Как-то Миша пожаловался на то, что ему тяжело ходить: «Едва передвигаю ноги! Так болят, не могу двигаться без боли!» Я посмотрела вниз и… рассмеялась. Миша перепутал ботинки, надел разные, по-моему, даже не свои. Если ему надо было позвонить, он заходил в будку, выкладывал все из карманов на полочку — деньги, ключи, паспорт. Звонил, говорил, затем выходил, благополучно забыв про свои вещи. Его потом вызванивали незнакомые люди и предлагали вернуть паспорт в обмен на автограф. Он мог сорваться и поехать на Камчатку играть в шахматы с пионерами. Таль вообще постоянно пребывал в своей особенной внутренней вселенной. Однажды он сказал мне, что шахматы — это его мир, не крепость, не дом, а мир, без которого он не мог существовать. Думаю, все его несуразности — прямое следствие этого.
— Вы считаете, что Таль в какой-то момент махнул на себя рукой?
— Он будто специально шел к пропасти. Причин было много. Болезни, которые мучили его с детства, с возрастом окончательно взяли над ним верх.

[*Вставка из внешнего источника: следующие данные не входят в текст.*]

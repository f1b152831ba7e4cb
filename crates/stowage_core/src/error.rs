//! Error types for store operations.

use std::io;

use stowage_storage::StorageError;
use thiserror::Error;

/// Result type for store operations.
pub type StoreResult<T> = Result<T, StoreError>;

/// Errors surfaced to callers of a store or reader.
///
/// Every backend failure is folded into one of these four kinds, so
/// callers can handle "storage is unavailable" the same way regardless of
/// which backend sits underneath.
#[derive(Debug, Error)]
pub enum StoreError {
    /// The key does not satisfy the active keyspace.
    #[error("invalid key {key:?}: {reason}")]
    InvalidKey {
        /// The rejected key.
        key: String,
        /// Why it was rejected.
        reason: String,
    },

    /// The key is absent.
    #[error("key not found: {key}")]
    NotFound {
        /// The key that was looked up.
        key: String,
    },

    /// The operation is not permitted in the current state or with these arguments.
    #[error("invalid operation: {message}")]
    InvalidOperation {
        /// Description of why the operation is invalid.
        message: String,
    },

    /// The backend failed.
    #[error("storage I/O failure: {source}")]
    Io {
        /// The underlying backend error.
        source: StorageError,
    },
}

/// The kind of a [`StoreError`], without its payload.
#[derive(Debug, Clone, Copy, PartialEq, Eq, Hash)]
pub enum ErrorKind {
    /// See [`StoreError::InvalidKey`].
    InvalidKey,
    /// See [`StoreError::NotFound`].
    NotFound,
    /// See [`StoreError::InvalidOperation`].
    InvalidOperation,
    /// See [`StoreError::Io`].
    Io,
}

impl StoreError {
    /// Creates an invalid key error.
    pub fn invalid_key(key: impl Into<String>, reason: impl Into<String>) -> Self {
        Self::InvalidKey {
            key: key.into(),
            reason: reason.into(),
        }
    }

    /// Creates a not found error.
    pub fn not_found(key: impl Into<String>) -> Self {
        Self::NotFound { key: key.into() }
    }

    /// Creates an invalid operation error.
    pub fn invalid_operation(message: impl Into<String>) -> Self {
        Self::InvalidOperation {
            message: message.into(),
        }
    }

    /// Returns the kind of this error.
    #[must_use]
    pub fn kind(&self) -> ErrorKind {
        match self {
            Self::InvalidKey { .. } => ErrorKind::InvalidKey,
            Self::NotFound { .. } => ErrorKind::NotFound,
            Self::InvalidOperation { .. } => ErrorKind::InvalidOperation,
            Self::Io { .. } => ErrorKind::Io,
        }
    }

    /// Returns true if this is a not found error.
    #[must_use]
    pub fn is_not_found(&self) -> bool {
        matches!(self, Self::NotFound { .. })
    }
}

impl From<StorageError> for StoreError {
    fn from(err: StorageError) -> Self {
        match err {
            StorageError::NotFound { key } => Self::NotFound { key },
            StorageError::UnsupportedKey { key, reason } => Self::InvalidKey { key, reason },
            source => Self::Io { source },
        }
    }
}

impl From<io::Error> for StoreError {
    fn from(err: io::Error) -> Self {
        // Unwrap errors that crossed an io::Read/io::Seek boundary.
        if err.get_ref().is_some_and(|inner| inner.is::<StoreError>()) {
            if let Some(inner) = err.into_inner() {
                if let Ok(store_err) = inner.downcast::<StoreError>() {
                    return *store_err;
                }
            }
            return Self::invalid_operation("unrecoverable wrapped error");
        }
        Self::Io {
            source: StorageError::Io(err),
        }
    }
}

impl From<StoreError> for io::Error {
    fn from(err: StoreError) -> Self {
        let kind = match &err {
            StoreError::NotFound { .. } => io::ErrorKind::NotFound,
            StoreError::InvalidKey { .. } | StoreError::InvalidOperation { .. } => {
                io::ErrorKind::InvalidInput
            }
            StoreError::Io {
                source: StorageError::Io(inner),
            } => inner.kind(),
            StoreError::Io { .. } => io::ErrorKind::Other,
        };
        io::Error::new(kind, err)
    }
}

Миша чувствовал, что силы его на исходе и он больше не в состоянии по шесть часов вести партию. Он не мог сопротивляться немощи. И будто бы решил, что больше жить не будет.
— Не пытались его в этом разубедить?
— Однажды, когда я в очередной раз накричала на него, отчитав за неопрятный внешний вид, он вдруг принялся защищаться: «Думаешь, не понимаю, что делаю? Понимаю. Моя беда в том, что я понимаю все. Мало того, мне заранее все понятно и известно, что есть и что будет. Я уже проиграл наперед свою жизнь и больше ничего не жду.
Ничего. Мне все неинтересно. Просто доигрываю безнадежный эндшпиль».
«Мне больше неинтересно» — таков был его ответ. А потом он быстро переводил разговор на другую тему: «Ну, Рыжик, а что у тебя? Как ты там живешь, на чужбине? Что вообще делаешь в этом своем Антверпене? Зачем туда уехала? Там же у всех жителей глаза как у вареной камбалы…» А я там жила, продолжала жить. Любила… Пыталась быть счастливой.
— Получается, в шахматной партии с вами Миша все же проиграл. Вы его победили. Он это понимал?
— Да, понимал. Но знаете, я никогда не пыталась соперничать с ним, не ставила такой цели — играть и выигрывать. Моя задача была более приземленная — я просто пыталась выжить рядом с ним, не сломаться, не сойти с ума.